After the peace agreement regarding the eight-year long Vietnam War, it took two months for the American army to leave from there. The last batch of US Army left Vietnam on 29 March. However, approximately 7,000 civilian employees of the US Department of Defense remained in Saigon to assist South Vietnam in its fierce and continuing war with Communist North Vietnam.

In 1961, after two decades of indirect military aid, US President John F. Kennedy sent the first large contingent of American military personnel to support South Vietnam’s ineffective autocratic government against North Vietnam’s communist regime. Three years later, with the collapse of the South Vietnamese government, President Lyndon B. Johnson ordered limited bombing of North Vietnam, and Congress authorized the use of American troops.

By 1965, the North Vietnamese offensive left President Johnson with two options: increase American involvement or withdraw. Johnson chose the first option and the number of troops soon increased to more than 300,000, beginning the largest bombing campaign in history by the US Air Force.

Protest against Vietnam War had started in America
Over the next few years, the long duration of the war, the high number of American casualties, and the exposure of American involvement in war crimes such as the My Lai massacre turned many in the United States against the Vietnam War. The Communist Tet Offensive in 1968 shattered American hopes for a quick end to the conflict and further strengthened American opposition to the war. In response, Johnson announced in March 1968 that he would not seek re-election, citing his role in the dangerous national division over Vietnam. He also gave permission to start peace talks.

More than 5 lakh soldiers were present in Vietnam in 1969
In the spring of 1969, as protests against the war intensified in the United States, the number of American troops in war-torn Vietnam reached approximately 550,000. New US President Richard Nixon began the withdrawal of US troops and the Vietnamization of the war effort that same year, but he intensified the bombing.

Large-scale US troop withdrawals continued in the early 1970s, as President Nixon expanded air and ground operations into Cambodia and Laos in an effort to block enemy supply routes along Vietnam’s borders. This expansion of the war, which yielded few positive results, sparked new waves of protests in the United States and elsewhere.
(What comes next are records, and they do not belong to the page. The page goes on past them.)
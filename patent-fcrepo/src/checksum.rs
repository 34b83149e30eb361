//! Streaming SHA-1 checksums of local assets
//!
//! Fedora verifies uploads against the `Digest: sha1=<hex>` header, so the
//! digest must match the bytes that are later streamed to the server.

use crate::error::{FcrepoError, Result};
use sha1::{Digest, Sha1};
use std::fs::File;
use std::io::Read;
use std::path::Path;

/// Read buffer size; any size gives the same digest
const CHUNK_SIZE: usize = 64 * 1024;

/// Lowercase hex SHA-1 digest of one file
#[derive(Clone, Debug, PartialEq, Eq, Hash)]
pub struct Checksum(String);

impl Checksum {
    /// Hex digest
    pub fn as_hex(&self) -> &str {
        &self.0
    }

    /// Value for the HTTP `Digest` header
    pub fn digest_header(&self) -> String {
        format!("sha1={}", self.0)
    }
}

impl std::fmt::Display for Checksum {
    fn fmt(&self, f: &mut std::fmt::Formatter<'_>) -> std::fmt::Result {
        f.write_str(&self.0)
    }
}

/// Compute the SHA-1 of the file at `path`, reading it in fixed-size chunks
pub fn sha1_file(path: &Path) -> Result<Checksum> {
    let access = |source| FcrepoError::FileAccess {
        path: path.to_path_buf(),
        source,
    };

    let mut file = File::open(path).map_err(access)?;
    let mut hasher = Sha1::new();
    let mut buf = vec![0u8; CHUNK_SIZE];
    loop {
        let n = file.read(&mut buf).map_err(access)?;
        if n == 0 {
            break;
        }
        hasher.update(&buf[..n]);
    }
    Ok(Checksum(format!("{:x}", hasher.finalize())))
}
US military intervention ends with peace deal in January
Finally, in January 1973, the United States, representatives of North and South Vietnam, and the Vietcong signed a peace accord in Paris, ending direct US military involvement in the Vietnam War. Its major provisions included a ceasefire throughout Vietnam, the withdrawal of American forces, the release of prisoners of war, and the unification of North and South Vietnam through peaceful means.

The South Vietnamese government remained in place until new elections were held, and North Vietnamese forces in the south were neither allowed to advance nor were asked to reinforce them. But in reality, this agreement was just a show-off step taken by the US government.

Even before the last American troops left on March 29, the communists violated the ceasefire and full-scale war resumed by early 1974. In late 1974, South Vietnamese officials reported that 80,000 of their soldiers and civilians had been killed in fighting that year, making it the deadliest year of the Vietnam War.

Also read: When China started war against Vietnam, had to run away backwards

On April 30, 1975, as Saigon fell to Communist forces, some of the last Americans remaining in South Vietnam were airlifted out of the country. Accepting South Vietnam’s surrender later the same day, North Vietnamese Colonel Bui Tin said, “You have nothing to fear; there are no winners or losers among the Vietnamese. Only the Americans have been defeated.” The Vietnam War was the longest and most unpopular foreign war in American history, costing 58,000 American lives. Nearly two million Vietnamese soldiers and civilians were killed.